Source code for soccer_common.camera

from functools import cached_property

import numpy as np
import rospy
import scipy
import tf
import tf2_py
from rospy import Subscriber
from sensor_msgs.msg import CameraInfo
from tf import TransformListener
from tf.transformations import *

from soccer_common.transformation import Transformation


[docs]class Camera:
    """
    This is a reusable class that instantiates an instance of a Camera object that listens to the camera related topics
    related to a robot and has useful functions that use geometry to determine the 3d/2d projection and location of things

    """

    HORIZONTAL_FOV = 1.39626

[docs]    def __init__(self, robot_name: str):
        """
        Initializes the camera object

        :param robot_name: Name of the robot, to be used in subscribers
        """

        self.robot_name = robot_name  #: Name of the robot
        self.pose = Transformation()  #: Pose of the camera
        self.pose_base_link_straight = Transformation()  #: Pose of the camera
        self.camera_info = None  #: Camera info object recieved from the subscriber
        self.horizontalFOV = Camera.HORIZONTAL_FOV
        self.focal_length = 3.67  #: Focal length of the camera (meters) distance to the camera plane as projected in 3D

        self.camera_info_subscriber = Subscriber("/" + robot_name + "/camera/camera_info", CameraInfo, self.cameraInfoCallback)

        self.tf_listener = TransformListener()

        self.init_time = rospy.Time.now()

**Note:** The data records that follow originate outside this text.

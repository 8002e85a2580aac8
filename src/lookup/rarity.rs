//! Join hero attributes against the trait catalog.

use super::hero::{HeroAttribute, HeroRecord};
use crate::aggregator::{display_trait_type, normalize_category, parse_rarity_display, AggregatedTraits};
use crate::utils::config::{
    MYTHIC_MAX_PERCENT, RARE_MAX_PERCENT, RARITY_NOT_AVAILABLE, UNCOMMON_MAX_PERCENT,
};
use serde::{Serialize, Serializer};
use std::fmt;

/// Rarity found for a hero attribute
#[derive(Debug, Clone, PartialEq)]
pub enum ResolvedRarity {
    /// Display text of the matching trait entry, e.g. "2.50%"
    Found(String),
    NotAvailable,
}

impl ResolvedRarity {
    pub fn percentage(&self) -> Option<f64> {
        match self {
            Self::Found(display) => parse_rarity_display(display),
            Self::NotAvailable => None,
        }
    }

    pub fn tier(&self) -> RarityTier {
        RarityTier::classify(self)
    }
}

impl fmt::Display for ResolvedRarity {
    fn fmt(&self, f: &mut fmt::Formatter<'_>) -> fmt::Result {
        match self {
            Self::Found(display) => f.write_str(display),
            Self::NotAvailable => f.write_str(RARITY_NOT_AVAILABLE),
        }
    }
}

impl Serialize for ResolvedRarity {
    fn serialize<S: Serializer>(&self, serializer: S) -> Result<S::Ok, S::Error> {
        serializer.collect_str(self)
    }
}

/// Display emphasis bucket for a rarity percentage
#[derive(Debug, Clone, Copy, PartialEq, Eq, Hash, Serialize)]
#[serde(rename_all = "snake_case")]
pub enum RarityTier {
    Mythic,
    Rare,
    Uncommon,
    Common,
    Unknown,
}

impl RarityTier {
    /// Bucket a percentage; bounds are inclusive
    pub fn from_percentage(percentage: f64) -> Self {
        if percentage.is_nan() {
            Self::Unknown
        } else if percentage <= MYTHIC_MAX_PERCENT {
            Self::Mythic
        } else if percentage <= RARE_MAX_PERCENT {
            Self::Rare
        } else if percentage <= UNCOMMON_MAX_PERCENT {
            Self::Uncommon
        } else {
            Self::Common
        }
    }

    /// Bucket a resolved rarity, parsing its display text
    pub fn classify(rarity: &ResolvedRarity) -> Self {
        rarity
            .percentage()
            .map(Self::from_percentage)
            .unwrap_or(Self::Unknown)
    }

    pub fn label(&self) -> &'static str {
        match self {
            Self::Mythic => "Mythic",
            Self::Rare => "Rare",
            Self::Uncommon => "Uncommon",
            Self::Common => "Common",
            Self::Unknown => "Unknown",
        }
    }

    /// Terminal color for this tier
    pub fn ansi_color(&self) -> &'static str {
        match self {
            Self::Mythic => "\x1b[35m",   // purple
            Self::Rare => "\x1b[34m",     // blue
            Self::Uncommon => "\x1b[32m", // green
            Self::Common | Self::Unknown => "\x1b[37m",
        }
    }
}

impl fmt::Display for RarityTier {
    fn fmt(&self, f: &mut fmt::Formatter<'_>) -> fmt::Result {
        f.write_str(self.label())
    }
}

/// Find the catalog rarity of one hero attribute
///
/// The trait type goes through the same category normalization as the
/// catalog; the value is compared as text.
pub fn resolve_rarity(traits: &AggregatedTraits, attribute: &HeroAttribute) -> ResolvedRarity {
    let Some(entries) = traits.get(normalize_category(&attribute.trait_type)) else {
        return ResolvedRarity::NotAvailable;
    };

    let value = attribute.value.to_string();

    entries
        .iter()
        .find(|entry| entry.value == value)
        .map(|entry| ResolvedRarity::Found(entry.rarity_display.clone()))
        .unwrap_or(ResolvedRarity::NotAvailable)
}

/// One row of a hero card
#[derive(Debug, Clone, PartialEq, Serialize)]
pub struct AttributeRarity {
    /// Label shown for the trait type
    pub label: String,
    pub value: String,
    pub rarity: ResolvedRarity,
    pub tier: RarityTier,
}

/// Resolve every attribute of a hero, in attribute order
pub fn assess_hero(traits: &AggregatedTraits, hero: &HeroRecord) -> Vec<AttributeRarity> {
    hero.attributes
        .iter()
        .map(|attribute| {
            let rarity = resolve_rarity(traits, attribute);
            AttributeRarity {
                label: display_trait_type(&attribute.trait_type).to_string(),
                value: attribute.value.to_string(),
                tier: rarity.tier(),
                rarity,
            }
        })
        .collect()
}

[docs]    def ready(self) -> bool:
        """
        Function to determine when the camera object has recieved the necessary information and is ready to be used

        :return: True if the camera is ready, else False
        """
        return self.pose is not None and self.resolution_x is not None and self.resolution_y is not None and self.camera_info is not None

[docs]    def reset_position(self, from_world_frame=False, timestamp=rospy.Time(0), camera_frame="/camera", skip_if_not_found=False):
        """
        Resets the position of the camera, it uses a series of methods that fall back on each other to get the location of the camera

        :param from_world_frame: If this is set to true, the camera position transformation will be from the world instead of the robot odom frame
        :param timestamp: What time do we want the camera tf frame, rospy.Time(0) if get the latest transform
        :param camera_frame: The name of the camera frame
        :param skip_if_not_found: If set to true, then will not wait if it cannot find the camera transform after the specified duration (1 second), it will just return
        """
        if from_world_frame:
            try:
                self.tf_listener.waitForTransform("world", self.robot_name + camera_frame, timestamp, rospy.Duration(nsecs=1000000))
                (trans, rot) = self.tf_listener.lookupTransform("world", self.robot_name + camera_frame, timestamp)
                self.pose = Transformation(trans, rot)
                return
            except (
                tf2_py.LookupException,
                tf.LookupException,
                tf.ConnectivityException,
                tf.ExtrapolationException,
                tf2_py.TransformException,
            ) as ex:
                rospy.logerr_throttle(5, f"Unable to find transformation from world to {self.robot_name + camera_frame}")
                pass
        else:

            try:
                # Find the odom to base_footprint and publish straight base footprint
                self.tf_listener.waitForTransform(self.robot_name + "/odom", self.robot_name + "/base_footprint", timestamp, rospy.Duration(secs=1))
                (trans, rot) = self.tf_listener.lookupTransform(self.robot_name + "/odom", self.robot_name + "/base_footprint", timestamp)
                world_to_base_link = Transformation(trans, rot)
                e = world_to_base_link.orientation_euler
                e[1] = 0
                e[2] = 0
                world_to_base_link.orientation_euler = e
                self.pose_base_link_straight = world_to_base_link

                # Calculate the camera transformation
                self.tf_listener.waitForTransform(self.robot_name + "/odom", self.robot_name + camera_frame, timestamp, rospy.Duration(secs=1))
                (trans, rot) = self.tf_listener.lookupTransform(self.robot_name + "/odom", self.robot_name + camera_frame, timestamp)
                world_to_camera = Transformation(trans, rot)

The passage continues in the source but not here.